Examples of chemical classes are flavonoids and alkaloids. It’s like finding the corner pieces and edges of the jigsaw puzzle: then you’ve got the structure of the molecule, which helps you solve the rest of the puzzle.’
How far have you got with developing these tools?
‘At the start of this year, we used the first method to apply word-embedding in metabolomics. At the moment, machine-learning studies are popping up all over the place and a new publication comes out every month. AlphaFold 2 was launched recently for proteins. This is a machine-learning technique that can predict the 3D structures of proteins with 15 to 20 per cent more accuracy. Instead of months of laboratory work, it sometimes takes just 10 minutes to find out what a protein looks like. It is only a matter of time before there is some such breakthrough in metabolomics.’
Where do you want to go with this research, ultimately?

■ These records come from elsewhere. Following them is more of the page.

//! Configuration loading and persistence.
//!
//! Handles reading and writing the client configuration file. Account
//! credentials live in their own file (see [`crate::credentials`]); this
//! file holds endpoints and the operator's shell allow list.

use std::collections::BTreeMap;
#[cfg(unix)]
use std::os::unix::fs::PermissionsExt;
use std::{fs, path::PathBuf};

use anyhow::{Context, Result};
use serde::{Deserialize, Serialize};

use crate::constants::{CREDENTIALS_FILENAME, DEFAULT_API_URL, DEFAULT_WEBSOCKET_URL};
use crate::credentials::Credentials;
use crate::shell::CommandLine;

/// Configuration for the Pushover Open Client.
#[derive(Serialize, Deserialize, Clone, Debug, PartialEq, Eq)]
#[serde(default)]
pub struct Config {
    /// Base URL of the REST API.
    pub api_url: String,
    /// URL of the realtime websocket server.
    pub websocket_url: String,
    /// Path of the credentials file.
    pub credentials_file: PathBuf,
    /// Name used when registering a new device (synthesized when unset).
    #[serde(skip_serializing_if = "Option::is_none")]
    pub device_name: Option<String>,
    /// Command words whose messages are passed to the shell verbatim.
    #[serde(skip_serializing_if = "Vec::is_empty")]
    pub shell_commands: Vec<String>,
    /// Alias word → command line run through the shell.
    #[serde(skip_serializing_if = "BTreeMap::is_empty")]
    pub shell_aliases: BTreeMap<String, CommandLine>,
}

impl Default for Config {
    fn default() -> Self {
        let credentials_file = Credentials::default_path().unwrap_or_else(|e| {
            log::warn!("{e}, using ./{CREDENTIALS_FILENAME}");
            PathBuf::from(CREDENTIALS_FILENAME)
        });

        Self {
            api_url: DEFAULT_API_URL.to_string(),
            websocket_url: DEFAULT_WEBSOCKET_URL.to_string(),
            credentials_file,
            device_name: None,
            shell_commands: Vec::new(),
            shell_aliases: BTreeMap::new(),
        }
    }
}

impl Config {
    /// Returns the configuration directory path.
    ///
    /// Directory selection priority:
    /// 1. `PUSHOVER_CONFIG_DIR` env var: explicit override
    /// 2. Default: platform config dir (Linux: ~/.config/pushover-open-client)
    pub fn config_dir() -> Result<PathBuf> {
        if let Ok(dir) = std::env::var("PUSHOVER_CONFIG_DIR") {
            return Ok(PathBuf::from(dir));
        }
        Ok(dirs::config_dir()
            .context("Could not determine config directory")?
            .join("pushover-open-client"))
    }

    /// Path of the configuration file.
    pub fn config_path() -> Result<PathBuf> {
        Ok(Self::config_dir()?.join("config.json"))
    }

    /// Loads configuration from file, with environment variable overrides.
    ///
    /// A missing file yields the defaults; a malformed file is an error.
    pub fn load() -> Result<Self> {
        let mut config = Self::load_from_file()?.unwrap_or_default();
        config.apply_env_overrides();
        Ok(config)
    }

    fn load_from_file() -> Result<Option<Self>> {
        let config_path = Self::config_path()?;
        if !config_path.exists() {
            log::debug!("No config file at {}, using defaults", config_path.display());
            return Ok(None);
        }
        let content = fs::read_to_string(&config_path)?;
        let config = serde_json::from_str(&content)
            .with_context(|| format!("Invalid config file {}", config_path.display()))?;
        Ok(Some(config))
    }

    fn apply_env_overrides(&mut self) {
        if let Ok(api_url) = std::env::var("PUSHOVER_API_URL") {
            self.api_url = api_url;
        }

        if let Ok(websocket_url) = std::env::var("PUSHOVER_WEBSOCKET_URL") {
            self.websocket_url = websocket_url;
        }

        if let Ok(credentials_file) = std::env::var("PUSHOVER_CREDENTIALS_FILE") {
            self.credentials_file = PathBuf::from(credentials_file);
        }

        if let Ok(device_name) = std::env::var("PUSHOVER_DEVICE_NAME") {
            self.device_name = Some(device_name).filter(|n| !n.is_empty());
        }
    }

    /// Persists the current configuration to disk.
    pub fn save(&self) -> Result<()> {
        let config_path = Self::config_path()?;
        if let Some(dir) = config_path.parent() {
            fs::create_dir_all(dir)?;
        }
        fs::write(&config_path, serde_json::to_string_pretty(self)?)?;

        // Set restrictive permissions (owner read/write only)
        #[cfg(unix)]
        fs::set_permissions(&config_path, fs::Permissions::from_mode(0o600))?;

        Ok(())
    }
}

#[cfg(test)]
mod tests {
    use super::*;

    #[test]
    fn test_default_config() {
        let config = Config::default();
        assert_eq!(config.api_url, "https://api.pushover.net/1");
        assert_eq!(config.websocket_url, "wss://client.pushover.net/push");
        assert!(config.credentials_file.ends_with(".pushover-open-client-creds.json"));
        assert!(config.shell_commands.is_empty());
    }

    #[test]
    fn test_partial_file_fills_defaults() {
        let config: Config = serde_json::from_str(
            r#"{ "shell_aliases": { "wake": "echo hi", "lock": ["loginctl", "lock-session"] } }"#,
        )
        .unwrap();
        assert_eq!(config.api_url, DEFAULT_API_URL);
        assert_eq!(config.shell_aliases.len(), 2);
        assert_eq!(
            config.shell_aliases["lock"].argv(),
            vec!["loginctl", "lock-session"]
        );
    }

    #[test]
    fn test_serialization_skips_empty_shell_tables() {
        let json = serde_json::to_string(&Config::default()).unwrap();
        assert!(!json.contains("shell_commands"));
        assert!(!json.contains("shell_aliases"));
        assert!(!json.contains("device_name"));
    }
}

‘My group focuses on the structures and functions of natural products – to find new antibiotics, for example. Ultimately, I want to solve those molecular puzzles in order to understand why an ecosystem works the way it does, and what language is spoken in it. For example: what functions does a plant extract with particular flavonoids have? Once we know that, we can start steering things. By introducing the right bacteria and fungi, for instance, you can make a soil tolerant of salt stress, drought or heat, so that it retains functions and plants continue to grow. Currently, that is still a long way off, though.’